[Collected data entries]

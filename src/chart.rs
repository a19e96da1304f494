//! Chart kinds offered by the viewer.

use std::str::FromStr;

use crate::projection::ProjectionError;

/// Visual presentation chosen by the user.
///
/// Identifiers match the host chart library (`bar`, `horizontalBar`, ...).
#[derive(Clone, Copy, Debug, Default, PartialEq, Eq, Hash)]
#[cfg_attr(feature = "serde", derive(serde::Serialize, serde::Deserialize))]
#[cfg_attr(feature = "serde", serde(rename_all = "camelCase"))]
pub enum ChartKind {
    #[default]
    Bar,
    /// Bar chart with the category axis drawn vertically
    HorizontalBar,
    Line,
    Pie,
    Doughnut,
    PolarArea,
    Radar,
}

impl ChartKind {
    pub const ALL: [ChartKind; 7] = [
        ChartKind::Bar,
        ChartKind::HorizontalBar,
        ChartKind::Line,
        ChartKind::Pie,
        ChartKind::Doughnut,
        ChartKind::PolarArea,
        ChartKind::Radar,
    ];

    pub fn as_str(self) -> &'static str {
        match self {
            ChartKind::Bar => "bar",
            ChartKind::HorizontalBar => "horizontalBar",
            ChartKind::Line => "line",
            ChartKind::Pie => "pie",
            ChartKind::Doughnut => "doughnut",
            ChartKind::PolarArea => "polarArea",
            ChartKind::Radar => "radar",
        }
    }

    /// Chart type to instantiate in the host library.
    ///
    /// A horizontal bar chart is a plain bar chart with a swapped index axis.
    pub fn base_kind(self) -> ChartKind {
        match self {
            ChartKind::HorizontalBar => ChartKind::Bar,
            other => other,
        }
    }

    #[inline]
    pub fn is_horizontal(self) -> bool {
        self == ChartKind::HorizontalBar
    }

    /// Circular charts show one series and have no cartesian axes.
    #[inline]
    pub fn is_circular(self) -> bool {
        matches!(self, ChartKind::Pie | ChartKind::Doughnut | ChartKind::PolarArea)
    }

    /// Inner cutout in percent for pie-style charts.
    pub fn cutout_percent(self) -> Option<u8> {
        match self {
            ChartKind::Pie => Some(0),
            ChartKind::Doughnut => Some(60),
            _ => None,
        }
    }
}

impl std::fmt::Display for ChartKind {
    fn fmt(&self, f: &mut std::fmt::Formatter<'_>) -> std::fmt::Result {
        f.write_str(self.as_str())
    }
}

impl FromStr for ChartKind {
    type Err = ProjectionError;

    /// Parse a host library identifier. `donut` and `horizontal-bar` are
    /// accepted as aliases.
    fn from_str(s: &str) -> Result<Self, Self::Err> {
        let kind = match s.trim() {
            "bar" => ChartKind::Bar,
            "horizontalBar" | "horizontal-bar" => ChartKind::HorizontalBar,
            "line" => ChartKind::Line,
            "pie" => ChartKind::Pie,
            "doughnut" | "donut" => ChartKind::Doughnut,
            "polarArea" | "polar-area" => ChartKind::PolarArea,
            "radar" => ChartKind::Radar,
            other => return Err(ProjectionError::UnknownChartKind(other.to_string())),
        };
        Ok(kind)
    }
}
//! Series palettes for light, dark and high-contrast display.

/// An RGB color.
#[derive(Clone, Copy, Debug, PartialEq, Eq, Hash)]
#[cfg_attr(feature = "serde", derive(serde::Serialize, serde::Deserialize))]
pub struct Rgb(pub u8, pub u8, pub u8);

impl Rgb {
    /// Returns a CSS `rgba(r, g, b, a)` string.
    pub fn rgba_css(self, alpha: f64) -> String {
        let Rgb(r, g, b) = self;
        format!("rgba({r}, {g}, {b}, {alpha})")
    }
}

/// Number of entries in every palette.
pub const PALETTE_LEN: usize = 8;

const LIGHT: [Rgb; PALETTE_LEN] = [
    Rgb(75, 192, 192),
    Rgb(54, 162, 235),
    Rgb(255, 99, 132),
    Rgb(255, 159, 64),
    Rgb(153, 102, 255),
    Rgb(255, 205, 86),
    Rgb(201, 203, 207),
    Rgb(54, 162, 235),
];

// Brighter tones for dark backgrounds
const DARK: [Rgb; PALETTE_LEN] = [
    Rgb(100, 149, 237), // cornflower blue
    Rgb(144, 238, 144), // light green
    Rgb(255, 182, 193), // light pink
    Rgb(221, 160, 221), // plum
    Rgb(255, 215, 0),   // gold
    Rgb(70, 130, 180),  // steel blue
    Rgb(240, 128, 128), // light coral
    Rgb(152, 251, 152), // pale green
];

const HIGH_CONTRAST: [Rgb; PALETTE_LEN] = [
    Rgb(255, 255, 0),
    Rgb(0, 255, 255),
    Rgb(255, 0, 255),
    Rgb(0, 255, 0),
    Rgb(0, 0, 255),
    Rgb(255, 165, 0),
    Rgb(255, 0, 0),
    Rgb(128, 0, 128),
];

/// The two display flags that drive palette choice.
#[derive(Clone, Copy, Debug, Default, PartialEq, Eq, Hash)]
#[cfg_attr(feature = "serde", derive(serde::Serialize, serde::Deserialize))]
#[cfg_attr(feature = "serde", serde(default, rename_all = "camelCase"))]
pub struct DisplayMode {
    pub dark: bool,
    pub high_contrast: bool,
}

impl DisplayMode {
    pub fn new(dark: bool, high_contrast: bool) -> Self {
        Self { dark, high_contrast }
    }

    /// Palette for this mode. High contrast wins over dark.
    pub fn palette(self) -> Palette {
        if self.high_contrast {
            Palette::HighContrast
        } else if self.dark {
            Palette::Dark
        } else {
            Palette::Light
        }
    }
}

/// One of the fixed series palettes.
#[derive(Clone, Copy, Debug, PartialEq, Eq, Hash)]
pub enum Palette {
    Light,
    Dark,
    HighContrast,
}

impl Palette {
    pub fn colors(self) -> &'static [Rgb; PALETTE_LEN] {
        match self {
            Palette::Light => &LIGHT,
            Palette::Dark => &DARK,
            Palette::HighContrast => &HIGH_CONTRAST,
        }
    }

    /// Color for the given index, wrapping around the palette.
    #[inline]
    pub fn color(self, index: usize) -> Rgb {
        self.colors()[index % PALETTE_LEN]
    }
}

/// Fill and stroke colors for one series or slice.
#[derive(Clone, Copy, Debug, PartialEq, Eq, Hash)]
#[cfg_attr(feature = "serde", derive(serde::Serialize, serde::Deserialize))]
pub struct SeriesColor {
    pub rgb: Rgb,
}

impl SeriesColor {
    pub const BACKGROUND_ALPHA: f64 = 0.7;
    pub const BORDER_ALPHA: f64 = 1.0;

    /// Translucent fill, e.g. `rgba(75, 192, 192, 0.7)`.
    pub fn background_css(&self) -> String {
        self.rgb.rgba_css(Self::BACKGROUND_ALPHA)
    }

    /// Opaque border, e.g. `rgba(75, 192, 192, 1)`.
    pub fn border_css(&self) -> String {
        self.rgb.rgba_css(Self::BORDER_ALPHA)
    }
}

/// Color for the series at `index` under the given display mode.
///
/// ## Example
///
/// ```rust
/// use csv_chart_core::{series_color, DisplayMode};
///
/// let mode = DisplayMode::default();
/// assert_eq!(series_color(0, mode), series_color(8, mode));
/// assert_eq!(series_color(0, mode).border_css(), "rgba(75, 192, 192, 1)");
/// ```
pub fn series_color(index: usize, mode: DisplayMode) -> SeriesColor {
    SeriesColor {
        rgb: mode.palette().color(index),
    }
}

#[cfg(test)]
mod tests {
    use super::*;

    #[test]
    fn wraps_by_palette_length() {
        for mode in [
            DisplayMode::new(false, false),
            DisplayMode::new(true, false),
            DisplayMode::new(false, true),
            DisplayMode::new(true, true),
        ] {
            assert_eq!(series_color(0, mode), series_color(8, mode));
            assert_eq!(series_color(3, mode), series_color(19, mode));
        }
    }

    #[test]
    fn palette_selection() {
        assert_eq!(DisplayMode::new(false, false).palette(), Palette::Light);
        assert_eq!(DisplayMode::new(true, false).palette(), Palette::Dark);
        assert_eq!(DisplayMode::new(false, true).palette(), Palette::HighContrast);
        assert_eq!(DisplayMode::new(true, true).palette(), Palette::HighContrast);
    }

    #[test]
    fn first_colors() {
        assert_eq!(series_color(0, DisplayMode::new(false, false)).rgb, Rgb(75, 192, 192));
        assert_eq!(series_color(0, DisplayMode::new(true, false)).rgb, Rgb(100, 149, 237));
        assert_eq!(series_color(1, DisplayMode::new(false, true)).rgb, Rgb(0, 255, 255));
    }

    #[test]
    fn stable_across_calls() {
        let mode = DisplayMode::new(true, false);
        let first: Vec<SeriesColor> = (0..20).map(|i| series_color(i, mode)).collect();
        let second: Vec<SeriesColor> = (0..20).map(|i| series_color(i, mode)).collect();
        assert_eq!(first, second);
    }

    #[test]
    fn css_strings() {
        let color = SeriesColor { rgb: Rgb(54, 162, 235) };
        assert_eq!(color.background_css(), "rgba(54, 162, 235, 0.7)");
        assert_eq!(color.border_css(), "rgba(54, 162, 235, 1)");
    }
}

## EXERCISE
Each line that includes the string "other" should be copied from the data.

## WRITTEN REPLY
            other => other,
            other => return Err(ProjectionError::UnknownChartKind(other.to_string())),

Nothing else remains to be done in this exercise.